## Exercise
The word "Activating" marks the lines to keep; find each one in the data and copy it.

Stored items
——————

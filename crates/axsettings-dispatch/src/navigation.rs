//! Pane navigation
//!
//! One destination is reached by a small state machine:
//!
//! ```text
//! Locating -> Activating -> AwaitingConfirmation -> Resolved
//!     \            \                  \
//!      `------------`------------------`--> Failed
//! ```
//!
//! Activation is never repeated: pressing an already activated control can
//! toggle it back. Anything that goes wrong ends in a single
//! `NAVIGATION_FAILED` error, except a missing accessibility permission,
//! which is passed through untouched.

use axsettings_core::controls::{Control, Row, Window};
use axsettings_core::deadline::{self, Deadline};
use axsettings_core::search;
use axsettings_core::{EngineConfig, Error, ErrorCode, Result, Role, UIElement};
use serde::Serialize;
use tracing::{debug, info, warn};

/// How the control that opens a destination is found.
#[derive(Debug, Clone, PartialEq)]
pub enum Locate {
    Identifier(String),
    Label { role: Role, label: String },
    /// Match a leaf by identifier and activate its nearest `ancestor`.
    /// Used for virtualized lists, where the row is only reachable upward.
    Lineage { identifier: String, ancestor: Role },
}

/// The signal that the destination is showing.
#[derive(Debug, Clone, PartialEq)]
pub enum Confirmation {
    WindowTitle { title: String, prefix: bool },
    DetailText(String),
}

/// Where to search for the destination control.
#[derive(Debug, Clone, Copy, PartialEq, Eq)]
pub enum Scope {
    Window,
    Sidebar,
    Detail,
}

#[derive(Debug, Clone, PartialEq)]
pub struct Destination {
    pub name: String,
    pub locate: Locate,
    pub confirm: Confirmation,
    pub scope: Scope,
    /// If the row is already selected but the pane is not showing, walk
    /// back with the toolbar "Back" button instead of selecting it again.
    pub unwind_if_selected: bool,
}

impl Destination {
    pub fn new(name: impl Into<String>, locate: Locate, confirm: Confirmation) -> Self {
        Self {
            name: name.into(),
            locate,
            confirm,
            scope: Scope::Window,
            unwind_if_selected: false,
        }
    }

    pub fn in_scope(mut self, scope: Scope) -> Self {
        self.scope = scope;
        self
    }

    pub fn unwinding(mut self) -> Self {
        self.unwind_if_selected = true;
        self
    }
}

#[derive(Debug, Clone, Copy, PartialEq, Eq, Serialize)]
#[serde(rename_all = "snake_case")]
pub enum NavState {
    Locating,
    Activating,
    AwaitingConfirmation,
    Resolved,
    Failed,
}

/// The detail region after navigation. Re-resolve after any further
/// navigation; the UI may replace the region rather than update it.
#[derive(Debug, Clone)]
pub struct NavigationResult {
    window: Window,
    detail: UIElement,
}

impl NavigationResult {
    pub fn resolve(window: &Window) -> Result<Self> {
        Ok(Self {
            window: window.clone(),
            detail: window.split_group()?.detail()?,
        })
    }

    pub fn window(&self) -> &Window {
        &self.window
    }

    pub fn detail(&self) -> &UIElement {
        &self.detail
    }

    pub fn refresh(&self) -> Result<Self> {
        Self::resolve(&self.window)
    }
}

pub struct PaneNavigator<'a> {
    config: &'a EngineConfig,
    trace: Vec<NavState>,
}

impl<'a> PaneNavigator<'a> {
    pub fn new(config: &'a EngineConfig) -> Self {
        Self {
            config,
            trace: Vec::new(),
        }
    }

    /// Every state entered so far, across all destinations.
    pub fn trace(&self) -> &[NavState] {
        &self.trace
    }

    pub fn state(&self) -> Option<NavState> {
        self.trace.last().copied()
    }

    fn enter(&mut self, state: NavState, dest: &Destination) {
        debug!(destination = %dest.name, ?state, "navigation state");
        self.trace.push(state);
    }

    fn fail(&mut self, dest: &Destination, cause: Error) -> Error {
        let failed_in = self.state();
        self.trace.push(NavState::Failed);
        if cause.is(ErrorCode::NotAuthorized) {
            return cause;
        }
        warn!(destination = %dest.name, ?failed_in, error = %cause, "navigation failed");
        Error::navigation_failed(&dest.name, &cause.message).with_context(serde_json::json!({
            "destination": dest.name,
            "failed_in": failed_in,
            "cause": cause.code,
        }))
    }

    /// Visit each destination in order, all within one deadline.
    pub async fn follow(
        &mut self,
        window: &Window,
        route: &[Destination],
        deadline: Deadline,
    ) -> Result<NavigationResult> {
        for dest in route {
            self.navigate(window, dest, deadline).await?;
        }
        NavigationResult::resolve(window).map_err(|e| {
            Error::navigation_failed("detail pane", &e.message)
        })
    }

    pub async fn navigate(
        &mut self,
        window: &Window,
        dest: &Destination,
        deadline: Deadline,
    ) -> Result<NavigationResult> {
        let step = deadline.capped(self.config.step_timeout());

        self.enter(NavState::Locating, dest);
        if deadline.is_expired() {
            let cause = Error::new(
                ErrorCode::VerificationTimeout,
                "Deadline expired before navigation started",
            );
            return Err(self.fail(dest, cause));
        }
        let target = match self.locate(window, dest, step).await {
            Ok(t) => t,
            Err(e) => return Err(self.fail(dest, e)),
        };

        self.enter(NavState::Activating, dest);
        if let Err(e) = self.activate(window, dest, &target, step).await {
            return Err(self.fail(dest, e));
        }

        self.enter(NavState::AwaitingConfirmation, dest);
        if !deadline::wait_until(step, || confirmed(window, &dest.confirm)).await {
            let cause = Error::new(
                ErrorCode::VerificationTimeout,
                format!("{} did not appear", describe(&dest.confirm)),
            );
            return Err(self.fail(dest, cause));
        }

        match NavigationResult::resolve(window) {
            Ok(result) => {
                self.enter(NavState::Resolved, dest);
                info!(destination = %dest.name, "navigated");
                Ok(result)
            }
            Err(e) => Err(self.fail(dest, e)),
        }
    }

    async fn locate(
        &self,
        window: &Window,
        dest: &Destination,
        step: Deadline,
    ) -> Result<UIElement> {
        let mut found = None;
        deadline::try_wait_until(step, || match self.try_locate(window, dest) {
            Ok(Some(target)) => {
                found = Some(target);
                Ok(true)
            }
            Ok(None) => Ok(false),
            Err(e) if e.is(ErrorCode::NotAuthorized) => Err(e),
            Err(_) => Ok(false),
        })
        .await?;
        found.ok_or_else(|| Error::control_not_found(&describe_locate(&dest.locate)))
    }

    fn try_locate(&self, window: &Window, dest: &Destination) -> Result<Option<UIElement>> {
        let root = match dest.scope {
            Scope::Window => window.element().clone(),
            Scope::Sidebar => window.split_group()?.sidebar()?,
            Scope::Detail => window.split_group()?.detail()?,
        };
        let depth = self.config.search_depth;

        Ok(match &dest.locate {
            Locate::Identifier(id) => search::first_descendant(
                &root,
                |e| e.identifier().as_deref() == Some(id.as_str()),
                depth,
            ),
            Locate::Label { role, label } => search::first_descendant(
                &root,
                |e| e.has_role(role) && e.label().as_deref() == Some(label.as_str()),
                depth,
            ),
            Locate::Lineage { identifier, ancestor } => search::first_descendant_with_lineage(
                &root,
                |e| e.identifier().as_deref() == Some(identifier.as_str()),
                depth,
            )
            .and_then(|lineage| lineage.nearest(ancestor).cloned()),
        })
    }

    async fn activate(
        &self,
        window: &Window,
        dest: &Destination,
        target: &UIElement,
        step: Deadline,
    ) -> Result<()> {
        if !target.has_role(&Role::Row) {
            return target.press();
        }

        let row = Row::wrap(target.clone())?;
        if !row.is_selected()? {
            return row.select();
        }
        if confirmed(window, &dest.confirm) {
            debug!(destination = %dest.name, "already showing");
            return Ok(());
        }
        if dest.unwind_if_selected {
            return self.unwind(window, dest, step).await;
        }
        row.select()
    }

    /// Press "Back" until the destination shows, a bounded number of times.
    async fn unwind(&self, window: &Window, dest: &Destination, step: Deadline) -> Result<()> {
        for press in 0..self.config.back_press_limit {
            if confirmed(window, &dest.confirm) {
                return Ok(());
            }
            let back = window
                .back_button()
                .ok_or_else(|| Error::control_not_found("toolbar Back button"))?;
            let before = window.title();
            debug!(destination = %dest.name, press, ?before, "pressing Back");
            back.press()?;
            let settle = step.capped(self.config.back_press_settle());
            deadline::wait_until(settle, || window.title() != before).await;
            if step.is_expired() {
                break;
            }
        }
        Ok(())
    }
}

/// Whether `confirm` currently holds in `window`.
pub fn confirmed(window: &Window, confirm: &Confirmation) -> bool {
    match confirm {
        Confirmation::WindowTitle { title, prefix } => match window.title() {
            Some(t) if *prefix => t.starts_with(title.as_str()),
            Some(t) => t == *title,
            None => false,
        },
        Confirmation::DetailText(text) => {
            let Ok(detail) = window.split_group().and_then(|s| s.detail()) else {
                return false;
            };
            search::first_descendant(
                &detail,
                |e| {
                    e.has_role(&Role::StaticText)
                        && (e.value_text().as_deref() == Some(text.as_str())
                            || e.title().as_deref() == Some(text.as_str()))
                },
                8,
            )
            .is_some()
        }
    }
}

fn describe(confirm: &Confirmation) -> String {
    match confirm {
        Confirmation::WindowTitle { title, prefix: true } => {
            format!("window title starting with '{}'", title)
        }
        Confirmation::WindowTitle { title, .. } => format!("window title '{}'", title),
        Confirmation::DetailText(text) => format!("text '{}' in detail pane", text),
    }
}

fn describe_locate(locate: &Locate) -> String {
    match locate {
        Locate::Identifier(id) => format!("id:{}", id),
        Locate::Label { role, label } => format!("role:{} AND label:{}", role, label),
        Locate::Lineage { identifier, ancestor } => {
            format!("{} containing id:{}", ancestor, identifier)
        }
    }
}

——————

## Answer to this task
//! Locating -> Activating -> AwaitingConfirmation -> Resolved
    Activating,
        self.enter(NavState::Activating, dest);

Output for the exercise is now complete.